For a brief time in the 90s (4 months to be exact) the then working
paper for C++ supplied an operator bool for IO streams. Unfortunately
the horrible compromise made to get bool into the language as a
fundamental type returned by such things as comparison operators meant
that with that specification such things as:
std::cin << x;
became valid.
The fix was to provide operator void* instead (a null pointer would then
be equivalent to false, but applying such things as shift operators
would result in compile time errors)
operator! has been in the specification for as long as I can remember
and leaving it alone seems harmless (if it isn't broke do not fix it,
that way it will certainly stay unbroken.
sbi
> sbi wrote:
>> Hallo,
>>
>> The C++ IO streams' base class std::basic_ios defines operator void*()
>> to return a safe bool indicating !fail() and operator!() to return fail().
>> That makes me wonder why we need the operator!() at all. Certainly, !is
>> would also work by implicitly calling operator void*() and negating its
>> result.
>>
>> Am I missing something here or is it purely for (mistaken) historical
>> reasons that std::basic_ios::operator!() is defined?
>>
> I suspect that you are being confused by the need to sidestep issues
> with bool.
No, I am not, although it seems my posting confused you.
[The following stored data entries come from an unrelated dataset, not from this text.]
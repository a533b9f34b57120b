//! # facematch record source (`records`)
//!
//! Candidate photos live in a document store under
//! `groups/{group_id}/photos`; each document carries the picture's URL in its
//! `photoURL` field. This crate hides the store behind [`RecordSource`] so the
//! matching pipeline only ever sees a list of URLs.
//!
//! - [`FirestoreClient`] talks to Cloud Firestore over its REST API, using a
//!   service-account key (file or individual fields) or a local emulator.
//! - [`StaticRecordSource`] serves fixed lists from memory; tests and demos use it.
//!
//! Documents without a usable `photoURL` show up as `None` entries rather
//! than being dropped, so callers decide what to do with them.

pub mod config;
pub mod credentials;
pub mod error;
pub mod firestore;

mod token;

use std::collections::HashMap;

use async_trait::async_trait;

pub use crate::config::FirestoreConfig;
pub use crate::credentials::{resolve_credentials, ServiceAccountKey};
pub use crate::error::{CredentialsError, RecordsError};
pub use crate::firestore::{Document, FirestoreClient};

/// Field holding the photo URL in each record.
pub const PHOTO_URL_FIELD: &str = "photoURL";

/// Source of candidate photo URLs for a group.
#[async_trait]
pub trait RecordSource: Send + Sync {
    /// URLs of every photo record in `group_id`, in store order. Records
    /// lacking a URL yield `None`.
    async fn list_photo_urls(&self, group_id: &str) -> Result<Vec<Option<String>>, RecordsError>;
}

/// Collection path of a group's photos.
///
/// Group ids are a single path segment: empty ids, ids containing `/`, and the
/// relative segments `.` and `..` are rejected. Other characters are kept as is
/// and escaped when the request URL is built.
pub fn photos_path(group_id: &str) -> Result<String, RecordsError> {
    if group_id.trim().is_empty() || group_id.contains('/') || matches!(group_id, "." | "..") {
        return Err(RecordsError::InvalidGroupId(group_id.to_string()));
    }
    Ok(format!("groups/{group_id}/photos"))
}

/// In-memory record source. Unknown groups are empty.
#[derive(Debug, Default, Clone)]
pub struct StaticRecordSource {
    groups: HashMap<String, Vec<Option<String>>>,
}

impl StaticRecordSource {
    pub fn new() -> Self {
        Self::default()
    }

    pub fn with_group<I, S>(mut self, group_id: impl Into<String>, urls: I) -> Self
    where
        I: IntoIterator<Item = Option<S>>,
        S: Into<String>,
    {
        self.groups.insert(
            group_id.into(),
            urls.into_iter().map(|u| u.map(Into::into)).collect(),
        );
        self
    }
}

#[async_trait]
impl RecordSource for StaticRecordSource {
    async fn list_photo_urls(&self, group_id: &str) -> Result<Vec<Option<String>>, RecordsError> {
        photos_path(group_id)?;
        Ok(self.groups.get(group_id).cloned().unwrap_or_default())
    }
}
I know what
operator void*() does and I know why it isn't operator bool(). (Note that I
wrote "safe bool". <http://www.artima.com/cppsource/safebool.html>) I must
have learned this about 15 years ago.
> operator! has been in the specification for as long as I can remember
> and leaving it alone seems harmless (if it isn't broke do not fix it,
> that way it will certainly stay unbroken.
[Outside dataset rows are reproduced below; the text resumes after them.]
//! Workspace umbrella crate for facematch.
//!
//! This crate stitches the embedding provider, the record source and the
//! match engine together so callers can go from "reference image + group id"
//! to "matching photo URLs" with a single API entry point.

pub use embedding::{
    build_encoder, face_distance, EmbeddingError, EncoderConfig, FaceEmbedding, FaceEncoder,
    ThumbnailEncoder, DEFAULT_TOLERANCE,
};
pub use matcher::{
    decode_rgb, CandidateOutcome, FetchConfig, FetchError, HttpImageFetcher, ImageFetcher,
    MatchConfig, MatchEngine, MatchMetrics, DEFAULT_BATCH_SIZE,
};
pub use records::{
    FirestoreClient, FirestoreConfig, RecordSource, RecordsError, StaticRecordSource,
};

use std::sync::Arc;

use image::RgbImage;
use thiserror::Error;

/// Errors that can occur while matching a reference image against a group.
#[derive(Debug, Error)]
pub enum PipelineError {
    #[error("no face found in the reference image")]
    NoFaceDetected,
    #[error("embedding failure: {0}")]
    Embedding(#[from] EmbeddingError),
    #[error("record lookup failure: {0}")]
    Records(#[from] RecordsError),
}

/// Reference embedding, record lookup and batched comparison, in that order.
///
/// The reference face is always computed before the record source is touched,
/// so an image without a face never costs a store round-trip.
pub struct MatchPipeline {
    engine: MatchEngine,
    records: Arc<dyn RecordSource>,
    config: MatchConfig,
}

impl MatchPipeline {
    pub fn new(engine: MatchEngine, records: Arc<dyn RecordSource>, config: MatchConfig) -> Self {
        Self {
            engine,
            records,
            config,
        }
    }

    pub fn config(&self) -> &MatchConfig {
        &self.config
    }

    /// First face found in `image`. When several faces are present the
    /// encoder's first one is used.
    pub async fn reference_embedding(
        &self,
        image: &RgbImage,
    ) -> Result<FaceEmbedding, PipelineError> {
        let faces = self.engine.encoder().encode(image).await?;
        let count = faces.len();
        let reference = faces
            .into_iter()
            .next()
            .ok_or(PipelineError::NoFaceDetected)?;
        if count > 1 {
            tracing::debug!(faces = count, "reference image has several faces, using the first");
        }
        Ok(reference)
    }

    /// URLs in `group_id` whose picture shows the same person as `reference`.
    pub async fn match_reference(
        &self,
        reference: &FaceEmbedding,
        group_id: &str,
    ) -> Result<Vec<String>, PipelineError> {
        let urls = self.records.list_photo_urls(group_id).await?;
        tracing::debug!(group_id, candidates = urls.len(), "group records loaded");
        Ok(self.engine.find_matches(reference, &urls, &self.config).await)
    }

    /// Full pipeline: encode the reference image, then match it against `group_id`.
    pub async fn match_group(
        &self,
        image: &RgbImage,
        group_id: &str,
    ) -> Result<Vec<String>, PipelineError> {
        let reference = self.reference_embedding(image).await?;
        self.match_reference(&reference, group_id).await
    }
}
And what I want to know is: Why do we have operator!() in the first place?
Is there a _technical_ reason I'm missing or is it there just because Jerry
Schwarz or whoever added it was playing around with the then brand new toy
of operator overloading? I am just asking because I can't see a technical
reason. I am perfectly fine either way. I just want to know.
sbi
sbi
> [...]
>>> The C++ IO streams' base class std::basic_ios defines operator void*()
>>> to return a safe bool indicating !fail() and operator!() to return fail().
>>> That makes me wonder why we need the operator!() at all. Certainly, !is
>>> would also work by implicitly calling operator void*() and negating its
>>> result.
>>>
>>> Am I missing something here or is it purely for (mistaken) historical
>>> reasons that std::basic_ios::operator!() is defined?
>
> Is there a _technical_ reason I'm missing or is it there just because Jerry
> Schwarz or whoever added it was playing around with the then brand new toy
> of operator overloading? I am just asking because I can't see a technical
> reason. I am perfectly fine either way. I just want to know.
I suppose the fact that nobody knows how to answer this can be taken as an
indication that there is indeed no technical reason?
Öö Tiib
> sbi wrote:
> > [...]
> >>> The C++ IO streams' base class std::basic_ios defines operator void*()
> >>> to return a safe bool indicating !fail() and operator!() to return fail().
> >>> That makes me wonder why we need the operator!() at all. Certainly, !is
> >>> would also work by implicitly calling operator void*() and negating its
> >>> result.
>
> >>> Am I missing something here or is it purely for (mistaken) historical
> >>> reasons that std::basic_ios::operator!() is defined?
>
> > [...] what I want to know is: Why do we have operator!() in the first place?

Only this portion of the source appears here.